Je reproche à ce roman son titre Nord-Sud : il rappelle trop l’un des métros de Paris ; et ces deux vocables ne signifient pas assez le tableau multiple, réaliste, lumineux, de vie canadienne qu’ils couvrent d’une étiquette trop incolore.

Je pourrais bien reprocher autre chose aussi à l’auteur, et par exemple trop de recherche parfois dans l’invention des images, un peu de maniérisme dans certaines comparaisons, et je ne sais quoi de haletant, de laborieux, dans quelques pages du récit. Mais à quoi bon insister sur ces détails, quand au moment où je termine la lecture de ce livre, je reste sous l’impression qu’un effort consciencieux et puissant vient de se réaliser en une œuvre de qualité supérieure. Cette œuvre abonde de choses ou de sentiments ; elle se décore de riches paysages, elle foisonne de détails pittoresques ; et tout au fond, comme un courant discret et fort, circule un amour délicat, obscur, comprimé, qui murmure à peine sous les herbes ou sur les lèvres, et qui se perdra tout à l’heure dans la perspective indéfinie d’un départ triste…

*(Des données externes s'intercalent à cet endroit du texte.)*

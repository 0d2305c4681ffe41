//! Runs one status transition or edit against the backend and reconciles
//! the cache with the outcome.
//!
//! At most one mutation per entity is in flight; a second request for the
//! same id is refused before anything is sent. Mutations on different
//! entities run independently.

use std::collections::HashSet;
use std::future::Future;
use std::sync::{Arc, Mutex, MutexGuard, PoisonError};

use mapfood_core::Resource;
use tracing::{debug, info, instrument, warn};

use crate::api::ApiError;
use crate::cancel::CancelToken;
use crate::error::MutationError;
use crate::listing::ResourceCache;
use crate::notify::{Notifier, Toast};

/// How the cache catches up after a successful mutation.
#[derive(Debug, Clone)]
pub enum Reconcile<R: Resource> {
    /// Overwrite exactly the fields that were sent.
    Patch(R::Patch),
    /// Re-run the current query; the change may move the entity between
    /// pages or filters.
    Refetch,
    /// The entity no longer belongs to the listing.
    Remove,
}

/// One mutation, described for the coordinator.
#[derive(Debug, Clone)]
pub struct Mutation<R: Resource> {
    pub id: R::Id,
    pub reconcile: Reconcile<R>,
    /// Toast on success.
    pub success: String,
    /// Toast prefix on failure; the error is appended.
    pub failure: String,
}

impl<R: Resource> Mutation<R> {
    #[must_use]
    pub fn new(id: R::Id, reconcile: Reconcile<R>) -> Self {
        Self {
            id,
            reconcile,
            success: format!("{} updated", capitalize(R::KIND)),
            failure: format!("Could not update {}", R::KIND),
        }
    }

    #[must_use]
    pub fn with_messages(mut self, success: impl Into<String>, failure: impl Into<String>) -> Self {
        self.success = success.into();
        self.failure = failure.into();
        self
    }
}

fn capitalize(s: &str) -> String {
    let mut chars = s.chars();
    chars.next().map_or_else(String::new, |first| {
        first.to_uppercase().chain(chars).collect()
    })
}

/// What [`MutationCoordinator::execute`] did to the cache.
#[derive(Debug, Clone, Copy, PartialEq, Eq)]
pub enum MutationOutcome {
    Patched,
    Removed,
    /// The caller must re-run its current query.
    RefetchRequired,
}

/// Serializes mutations per entity and applies their reconciliation.
pub struct MutationCoordinator<R: Resource> {
    cache: Arc<ResourceCache<R>>,
    notifier: Arc<dyn Notifier>,
    cancel: CancelToken,
    in_flight: Mutex<HashSet<R::Id>>,
}

impl<R: Resource> MutationCoordinator<R> {
    #[must_use]
    pub fn new(cache: Arc<ResourceCache<R>>, notifier: Arc<dyn Notifier>, cancel: CancelToken) -> Self {
        Self {
            cache,
            notifier,
            cancel,
            in_flight: Mutex::new(HashSet::new()),
        }
    }

    /// Send `request` and reconcile the cache on success.
    ///
    /// Exactly one toast is emitted per call that reaches the backend,
    /// unless the owner was disposed meanwhile. On failure the cache is not
    /// touched.
    ///
    /// # Errors
    ///
    /// `InFlight` if another mutation on the same id has not finished,
    /// `Api` if the backend failed or rejected the request, `Cancelled` if
    /// the owner was disposed before the response arrived.
    #[instrument(skip_all, fields(kind = R::KIND, id = %mutation.id))]
    pub async fn execute<T, Fut>(
        &self,
        mutation: Mutation<R>,
        request: Fut,
    ) -> Result<MutationOutcome, MutationError>
    where
        Fut: Future<Output = Result<T, ApiError>> + Send,
    {
        let Some(claim) = self.claim(&mutation.id) else {
            debug!("Refusing concurrent mutation");
            return Err(MutationError::InFlight {
                kind: R::KIND,
                id: mutation.id.to_string(),
            });
        };

        let result = request.await;
        drop(claim);

        if self.cancel.is_cancelled() {
            debug!("Dropping mutation result for disposed controller");
            return Err(MutationError::Cancelled);
        }

        if let Err(source) = result {
            warn!(error = %source, "Mutation failed");
            self.notifier
                .notify(Toast::error(format!("{}: {source}", mutation.failure)));
            return Err(MutationError::Api {
                kind: R::KIND,
                id: mutation.id.to_string(),
                source,
            });
        }

        let outcome = match &mutation.reconcile {
            Reconcile::Patch(patch) => {
                if !self.cache.patch(&mutation.id, patch).await {
                    debug!("Entity left the cache before the patch landed");
                }
                MutationOutcome::Patched
            }
            Reconcile::Remove => {
                self.cache.remove(&mutation.id).await;
                MutationOutcome::Removed
            }
            Reconcile::Refetch => MutationOutcome::RefetchRequired,
        };

        info!(?outcome, "Mutation applied");
        self.notifier.notify(Toast::success(mutation.success));
        Ok(outcome)
    }

    /// Whether a mutation on `id` is currently in flight.
    #[must_use]
    pub fn is_in_flight(&self, id: &R::Id) -> bool {
        self.in_flight().contains(id)
    }

    fn in_flight(&self) -> MutexGuard<'_, HashSet<R::Id>> {
        self.in_flight.lock().unwrap_or_else(PoisonError::into_inner)
    }

    fn claim(&self, id: &R::Id) -> Option<InFlight<'_, R>> {
        self.in_flight().insert(id.clone()).then(|| InFlight {
            coordinator: self,
            id: id.clone(),
        })
    }
}

/// Marks one id as in flight until dropped, so an abandoned request does
/// not block the entity for good.
struct InFlight<'a, R: Resource> {
    coordinator: &'a MutationCoordinator<R>,
    id: R::Id,
}

impl<R: Resource> Drop for InFlight<'_, R> {
    fn drop(&mut self) {
        self.coordinator.in_flight().remove(&self.id);
    }
}
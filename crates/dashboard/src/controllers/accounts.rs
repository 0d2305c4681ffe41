//! Account management (administrator).

use std::sync::Arc;

use mapfood_core::entity::{Account, AccountPatch};
use mapfood_core::lifecycle::AccountAction;
use mapfood_core::query::{FILTER_ALL, QuerySnapshot, QueryState};
use mapfood_core::validation::AccountForm;
use mapfood_core::{AccountId, AccountStatus, RoleId, RoleName};
use tracing::{info, instrument};

use super::{Transition, open_transition, recheck};
use crate::api::{ApiError, BackendApi, ListParams};
use crate::error::{FetchError, MutationError};
use crate::gate::{ConfirmationGate, GateOutcome};
use crate::listing::{FetchOutcome, ListingController, ListingSource, Page};
use crate::mutation::{Mutation, MutationOutcome, Reconcile};
use crate::notify::{Notifier, Toast};

/// Fixed role set: backend role id and role name.
pub const ROLES: &[(&str, RoleName)] = &[
    ("68e44bdbd727678bb423310c", RoleName::Admin),
    ("68e44bdbd727678bb4233108", RoleName::Customer),
    ("68e44bdbd727678bb4233109", RoleName::SellerStaff),
];

/// Role name of a role id from the fixed set.
#[must_use]
pub fn role_name(id: &RoleId) -> Option<RoleName> {
    ROLES
        .iter()
        .find(|(known, _)| *known == id.as_str())
        .map(|(_, name)| *name)
}

/// Backend role id of a role name.
#[must_use]
pub fn role_id(name: RoleName) -> Option<&'static str> {
    ROLES
        .iter()
        .find(|(_, known)| *known == name)
        .map(|(id, _)| *id)
}

/// Server-paged account listing.
pub struct AccountSource<B> {
    api: Arc<B>,
}

impl<B: BackendApi> ListingSource<Account> for AccountSource<B> {
    async fn fetch(&self, query: &QuerySnapshot) -> Result<Page<Account>, ApiError> {
        let page = self.api.list_accounts(&ListParams::from(query)).await?;
        Ok(Page {
            items: page.accounts,
            total_pages: page.total_pages,
        })
    }
}

/// Controller of the admin accounts page.
pub struct AccountsController<B: BackendApi> {
    api: Arc<B>,
    listing: ListingController<Account, AccountSource<B>>,
    toggle: ConfirmationGate<Transition<Account>>,
}

impl<B: BackendApi> AccountsController<B> {
    #[must_use]
    pub fn new(api: Arc<B>, notifier: Arc<dyn Notifier>) -> Self {
        let query = QueryState::new()
            .with_filter("role", FILTER_ALL)
            .with_filter("status", FILTER_ALL);
        Self {
            listing: ListingController::new(AccountSource { api: api.clone() }, query, notifier),
            api,
            toggle: ConfirmationGate::new(),
        }
    }

    pub const fn listing(&self) -> &ListingController<Account, AccountSource<B>> {
        &self.listing
    }

    pub const fn toggle_gate(&self) -> &ConfirmationGate<Transition<Account>> {
        &self.toggle
    }

    /// Show one role only, or every role with `None`.
    ///
    /// # Errors
    ///
    /// See [`ListingController::set_filter`].
    pub async fn filter_by_role(&self, role: Option<RoleName>) -> Result<FetchOutcome, FetchError> {
        let value = role.and_then(role_id).unwrap_or(FILTER_ALL);
        self.listing.set_filter("role", value).await
    }

    /// # Errors
    ///
    /// See [`ListingController::set_filter`].
    pub async fn filter_by_status(
        &self,
        status: Option<AccountStatus>,
    ) -> Result<FetchOutcome, FetchError> {
        let value = status.map_or(FILTER_ALL, |s| s.as_str());
        self.listing.set_filter("status", value).await
    }

    /// Role name of a listed account, resolving bare role ids.
    #[must_use]
    pub fn role_of(account: &Account) -> Option<RoleName> {
        let role = account.role.as_ref()?;
        role.name.or_else(|| role_name(&role.id))
    }

    /// Open the status toggle for `id`.
    ///
    /// # Errors
    ///
    /// `NotLoaded` when the account is not on the current page,
    /// `InFlight` while another toggle is being confirmed.
    #[instrument(skip(self), fields(account_id = %id))]
    pub async fn request_toggle(&self, id: &AccountId) -> Result<Transition<Account>, MutationError> {
        open_transition(&self.listing, &self.toggle, id, None, |account: &Account| {
            account.email.clone()
        })
        .await
    }

    /// Back out of the pending toggle.
    pub fn cancel_toggle(&self) -> bool {
        self.toggle.cancel()
    }

    /// Send the pending toggle and patch the cached status.
    #[instrument(skip(self))]
    pub async fn confirm_toggle(&self) -> GateOutcome<Result<MutationOutcome, MutationError>> {
        self.toggle
            .confirm(|pending| async move {
                let (_, next) = recheck(&self.listing, &pending).await?;
                let patch = AccountPatch::status(next);
                let verb = match pending.action {
                    AccountAction::Activate => "activated",
                    AccountAction::Deactivate => "deactivated",
                };
                let mutation = Mutation::new(pending.id.clone(), Reconcile::Patch(patch.clone()))
                    .with_messages(
                        format!("Account {} {verb}", pending.label),
                        format!("Could not {} account {}", pending.action, pending.label),
                    );
                self.listing
                    .mutate(mutation, self.api.update_account(&pending.id, &patch))
                    .await
            })
            .await
    }

    /// Save the edit form, sending only the fields that changed.
    ///
    /// Returns `Ok(None)` without contacting the backend when nothing
    /// changed.
    ///
    /// # Errors
    ///
    /// `NotLoaded` when the account is not on the current page, otherwise see
    /// [`ListingController::mutate`].
    #[instrument(skip(self, form), fields(account_id = %id))]
    pub async fn edit(
        &self,
        id: &AccountId,
        form: &AccountForm,
    ) -> Result<Option<MutationOutcome>, MutationError> {
        let account = self
            .listing
            .entity(id)
            .await
            .map_err(|e| self.listing.refuse(e))?;
        let patch = form.diff(&account);
        if patch.is_empty() {
            info!("Account edit has no changes");
            self.listing.notify(Toast::info("No changes to save"));
            return Ok(None);
        }

        let mutation = Mutation::new(id.clone(), Reconcile::Patch(patch.clone())).with_messages(
            format!("Account {} updated", account.email),
            format!("Could not update account {}", account.email),
        );
        self.listing
            .mutate(mutation, self.api.update_account(id, &patch))
            .await
            .map(Some)
    }

    /// Drop everything still in flight.
    pub fn dispose(&self) {
        self.listing.dispose();
    }
}

#[cfg(test)]
#[allow(clippy::unwrap_used)]
mod tests {
    use super::*;
    use crate::controllers::testing::StubBackend;
    use crate::notify::{MemoryNotifier, ToastLevel};

    fn account(id: &str, status: &str) -> Account {
        serde_json::from_value(serde_json::json!({
            "_id": id,
            "email": format!("{id}@example.com"),
            "status": status,
            "role_id": {"_id": "68e44bdbd727678bb4233108"},
            "user": {"full_name": "Lan", "phone": "0901234567"}
        }))
        .unwrap()
    }

    async fn setup() -> (Arc<StubBackend>, Arc<MemoryNotifier>, AccountsController<StubBackend>) {
        let api = Arc::new(StubBackend::default());
        api.accounts
            .lock()
            .unwrap()
            .extend([account("a1", "ACTIVE"), account("a2", "PENDING")]);
        let notifier = Arc::new(MemoryNotifier::new());
        let controller = AccountsController::new(api.clone(), notifier.clone());
        controller.listing().load().await.unwrap();
        (api, notifier, controller)
    }

    #[test]
    fn test_role_lookup() {
        assert_eq!(
            role_name(&RoleId::new("68e44bdbd727678bb423310c")),
            Some(RoleName::Admin)
        );
        assert_eq!(role_name(&RoleId::new("unknown")), None);
        assert_eq!(role_id(RoleName::SellerStaff), Some("68e44bdbd727678bb4233109"));
    }

    #[tokio::test]
    async fn test_role_of_resolves_bare_id() {
        let (_api, _notifier, controller) = setup().await;
        let a1 = controller.listing().entity(&AccountId::new("a1")).await.unwrap();
        assert_eq!(AccountsController::<StubBackend>::role_of(&a1), Some(RoleName::Customer));
    }

    #[tokio::test]
    async fn test_toggle_deactivates_active_account() {
        let (api, notifier, controller) = setup().await;
        let pending = controller.request_toggle(&AccountId::new("a1")).await.unwrap();
        assert_eq!(pending.action, AccountAction::Deactivate);

        let outcome = controller.confirm_toggle().await.completed().unwrap().unwrap();
        assert_eq!(outcome, MutationOutcome::Patched);
        assert_eq!(api.calls().last().unwrap(), "update_account a1");

        let a1 = controller.listing().entity(&AccountId::new("a1")).await.unwrap();
        assert_eq!(a1.status, AccountStatus::Pending);
        assert_eq!(
            notifier.drain(),
            vec![Toast::success("Account a1@example.com deactivated")]
        );
    }

    #[tokio::test]
    async fn test_edit_without_changes_sends_nothing() {
        let (api, notifier, controller) = setup().await;
        let a1 = controller.listing().entity(&AccountId::new("a1")).await.unwrap();
        let form = AccountForm::from_account(&a1);

        let outcome = controller.edit(&AccountId::new("a1"), &form).await.unwrap();
        assert!(outcome.is_none());
        assert!(!api.calls().iter().any(|c| c.starts_with("update_account")));
        let toasts = notifier.drain();
        assert_eq!(toasts.len(), 1);
        assert_eq!(toasts[0].level, ToastLevel::Info);
    }

    #[tokio::test]
    async fn test_edit_patches_changed_name_only() {
        let (_api, _notifier, controller) = setup().await;
        let id = AccountId::new("a2");
        let before = controller.listing().entity(&id).await.unwrap();
        let mut form = AccountForm::from_account(&before);
        form.full_name = "Lan Nguyen".to_owned();

        controller.edit(&id, &form).await.unwrap();
        let after = controller.listing().entity(&id).await.unwrap();
        assert_eq!(after.full_name(), Some("Lan Nguyen"));
        assert_eq!(after.status, before.status);
        assert_eq!(after.phone(), before.phone());
    }

    #[tokio::test]
    async fn test_rejected_toggle_keeps_status() {
        let (api, notifier, controller) = setup().await;
        *api.reject_updates.lock().unwrap() = true;
        controller.request_toggle(&AccountId::new("a1")).await.unwrap();

        let result = controller.confirm_toggle().await.completed().unwrap();
        assert!(matches!(result, Err(MutationError::Api { .. })));
        let a1 = controller.listing().entity(&AccountId::new("a1")).await.unwrap();
        assert_eq!(a1.status, AccountStatus::Active);
        assert_eq!(notifier.drain()[0].level, ToastLevel::Error);
        assert!(controller.toggle_gate().is_open());
    }
}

D’autres reprocheront encore à Nord-Sud ce que Sir Wilfrid Laurier regrettait de trop apercevoir dans Maria Chapdelaine : la mélancolie presque douloureuse de la vie canadienne. Mais ce n’est pas toute la vie canadienne qu’a voulu peindre M. Léo-Paul Desrosiers, pas plus que Louis Hémon. Et si la dernière partie de son roman surtout est si pleine de durs labeurs et de nostalgies, et si tout le livre est voilé de tristesse, c’est qu’il raconte le

  1. Nord-Sud. Roman canadien, par Léo-Paul Desrosiers. In-12. 200 pages. Les Éditions du Devoir, Montréal, 1931.
    Cette étude ne fait pas partie du groupe des Essais et Nouveaux Essais.